Mr. Rogers and his brother captain
John Rogers, made a very singular contract It was firmly agreed between
them, that he who died first, should return from the world of spirits,
and inform the other what was going on there. This engagement between
the brothers, was most seriously entered into. Mr. Rogers has often
told the writer, that there could be no such thing as visits from the
spirits of the dead, and holding intercourse with the living; for said
he, if such a thing could be, I know my brother John would have kept
and fulfilled his promise. He discountenanced every thing of a
superstitious character.
The motto upon which Mr. Rogers acted
through life, was " to do justice, love mercy and walk humbly before
God." He often repeated these words as containing man's whole duty.
His last illness was of short
duration. He was in his perfect mind to the last breath. About an hour
before he expired he was seen to smile, and being asked what occasioned
it, he said, " he was thinking of the vain efforts of three of the best
physicians in the country, to save the life of an old man when his time
had come." He died with perfect composure and without a struggle.
Inscription,—Mr.
Butler, in his History of Kentucky, states, upon the authority of Judge
Underwood, that Edmund Rogers had discovered on a beech tree, standing
upon the margin of the east fork of the south branch of Little Barren
river, before there was any settlement south of Green river, the
following inscription : " James M'Call, of Mecklenburg county, North
Carolina, June 8th, 1770." These words were cut in very handsome
letters, with several initials of other names.
Antiquities.—The
most remarkable mounds in the county, are situated at the mouth of
Peter's creek, on Big Barren river. Twelve miles south-west from
Glasgow, on the turnpike leading to Nashville, and immediately in the
fork of the river and creek, there are a large number of small mounds,
which closely resemble each other in size and shape. They now appear to
be two or three feet high, of an oval form, about fifty yards apart,
forming a circle of from four to five hundred yards in circumference,
and presenting strong indications of having had huts or some other kind
of buildings upon them. About the center of the circle of small mounds,
is situated a large mound, twenty or thirty feet high, and from ninety
to one hundred feet in diameter. Without the circle, about one hundred
yards distant, is another large mound, about the same dimensions of the
one within the circle of small ones. Upon these mounds trees are
growing, which measure five feet in diameter. Some two hundred yards
from these mounds, are a number of small mounds, which contain bones,
teeth, and hair of human beings, in a perfect state of preservation.

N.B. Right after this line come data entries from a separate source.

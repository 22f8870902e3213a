use std::net::SocketAddr;

use axum::{routing::get, Router};
use metrics_exporter_prometheus::{PrometheusBuilder, PrometheusHandle};
use once_cell::sync::OnceCell;

static PROM_HANDLE: OnceCell<PrometheusHandle> = OnceCell::new();

/// Install the Prometheus recorder and serve `/metrics` on `bind_addr`.
///
/// Must be called from within a tokio runtime.
pub fn init(bind_addr: &str) -> anyhow::Result<()> {
    let addr: SocketAddr = bind_addr
        .parse()
        .map_err(|e| anyhow::anyhow!("invalid metrics.bind_addr '{bind_addr}': {e}"))?;

    let handle = PrometheusBuilder::new()
        .install_recorder()
        .map_err(|e| anyhow::anyhow!("failed to install Prometheus metrics recorder: {e}"))?;
    // A second call keeps the first recorder's handle.
    let _ = PROM_HANDLE.set(handle);

    describe();

    tokio::spawn(async move {
        let app = Router::new().route("/metrics", get(metrics_handler));

        match tokio::net::TcpListener::bind(addr).await {
            Ok(listener) => {
                if let Err(e) = axum::serve(listener, app.into_make_service()).await {
                    tracing::error!(error = %e, "metrics server error");
                }
            }
            Err(e) => {
                tracing::error!(error = %e, %addr, "failed to bind metrics listener");
            }
        }
    });

    Ok(())
}

fn describe() {
    metrics::describe_counter!(
        "energy_api_requests_total",
        "Energy usage API calls by classified outcome"
    );
    metrics::describe_counter!(
        "energy_records_persisted_total",
        "Monthly energy records appended to complex files"
    );
    metrics::describe_counter!(
        "complexes_skipped_total",
        "Complexes skipped before fetching, by reason"
    );
}

async fn metrics_handler() -> String {
    PROM_HANDLE.get().map(PrometheusHandle::render).unwrap_or_default()
}
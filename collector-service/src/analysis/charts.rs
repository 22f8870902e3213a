use std::path::{Path, PathBuf};

use energy_client::store;
use serde::Serialize;

use super::AnalysisError;

/// Five-number summary of the correlations of one month.
#[derive(Debug, Clone, PartialEq, Serialize)]
pub struct BoxStats {
    pub month: u8,
    pub min: f64,
    pub q1: f64,
    pub median: f64,
    pub q3: f64,
    pub max: f64,
    pub count: usize,
}

#[derive(Debug, Clone, PartialEq, Serialize)]
pub struct Bar {
    pub label: String,
    pub value: f64,
}

#[derive(Debug, Clone, PartialEq)]
pub enum Chart {
    /// Distribution per month for one energy type.
    BoxPlot { title: String, boxes: Vec<BoxStats> },
    /// Rows are energy types, columns are months; absent cells are blank.
    Heatmap {
        title: String,
        months: Vec<u8>,
        rows: Vec<(String, Vec<Option<f64>>)>,
    },
    Bars { title: String, bars: Vec<Bar> },
}

impl Chart {
    pub fn title(&self) -> &str {
        match self {
            Chart::BoxPlot { title, .. } | Chart::Heatmap { title, .. } | Chart::Bars { title, .. } => title,
        }
    }
}

/// Capability that turns a chart description into an artefact on disk.
pub trait ChartRenderer {
    /// Render `chart` under the base name `name`; returns the written path.
    fn render(&mut self, name: &str, chart: &Chart) -> Result<PathBuf, AnalysisError>;
}

/// Writes each chart's data table as `{name}.csv`, ready for any plotting tool.
pub struct CsvTableRenderer {
    dir: PathBuf,
}

impl CsvTableRenderer {
    pub fn new<P: Into<PathBuf>>(dir: P) -> Self {
        Self { dir: dir.into() }
    }

    pub fn dir(&self) -> &Path {
        &self.dir
    }
}

impl ChartRenderer for CsvTableRenderer {
    fn render(&mut self, name: &str, chart: &Chart) -> Result<PathBuf, AnalysisError> {
        let path = self.dir.join(format!("{name}.csv"));
        let mut wtr = store::create_with_bom(&path)?;

        match chart {
            Chart::BoxPlot { boxes, .. } => {
                for stats in boxes {
                    wtr.serialize(stats)?;
                }
            }
            Chart::Heatmap { months, rows, .. } => {
                let mut header = vec!["energy_type".to_string()];
                header.extend(months.iter().map(u8::to_string));
                wtr.write_record(&header)?;
                for (label, cells) in rows {
                    let mut record = vec![label.clone()];
                    record.extend(
                        cells
                            .iter()
                            .map(|c| c.map(|v| format!("{v:.3}")).unwrap_or_default()),
                    );
                    wtr.write_record(&record)?;
                }
            }
            Chart::Bars { bars, .. } => {
                for bar in bars {
                    wtr.serialize(bar)?;
                }
            }
        }

        wtr.flush().map_err(|source| AnalysisError::Io {
            path: path.clone(),
            source,
        })?;
        tracing::info!(chart = chart.title(), path = %path.display(), "chart data saved");
        Ok(path)
    }
}
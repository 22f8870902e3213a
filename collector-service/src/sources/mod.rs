pub mod energy_api;

pub use energy_api::{ApiResponse, EnergyApi, FetchError, HttpEnergyApi};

These bones are found in graves about three feet long, and from one to
one and a half feet wide, all lined with flat stones. In the
neighborhood, for half a mile or more, are found many of these graves.
There is a large warehouse standing on the mound which is within the
circle of small mounds.
There is a cave in the bluff of the
river, about three miles above Glasgow, which contains a large number
of bones; but it is of small dimensions, and no correct description has
been obtained of it. On Skegg's creek, about five miles south-west of
Glasgow, there is a small cave, in which human bones have been found,
but they appeared to be those of infants altogether. One bone was
found, which seemed to be that part of the skull bone about the crown
of the head; it was made round, about two and a half inches in
diameter, scalloped on the edges, and carved on the outside. Whether
this was made for an ornament, or for eating out of, could not well be
determined, although it was sufficiently large to be used as a spoon.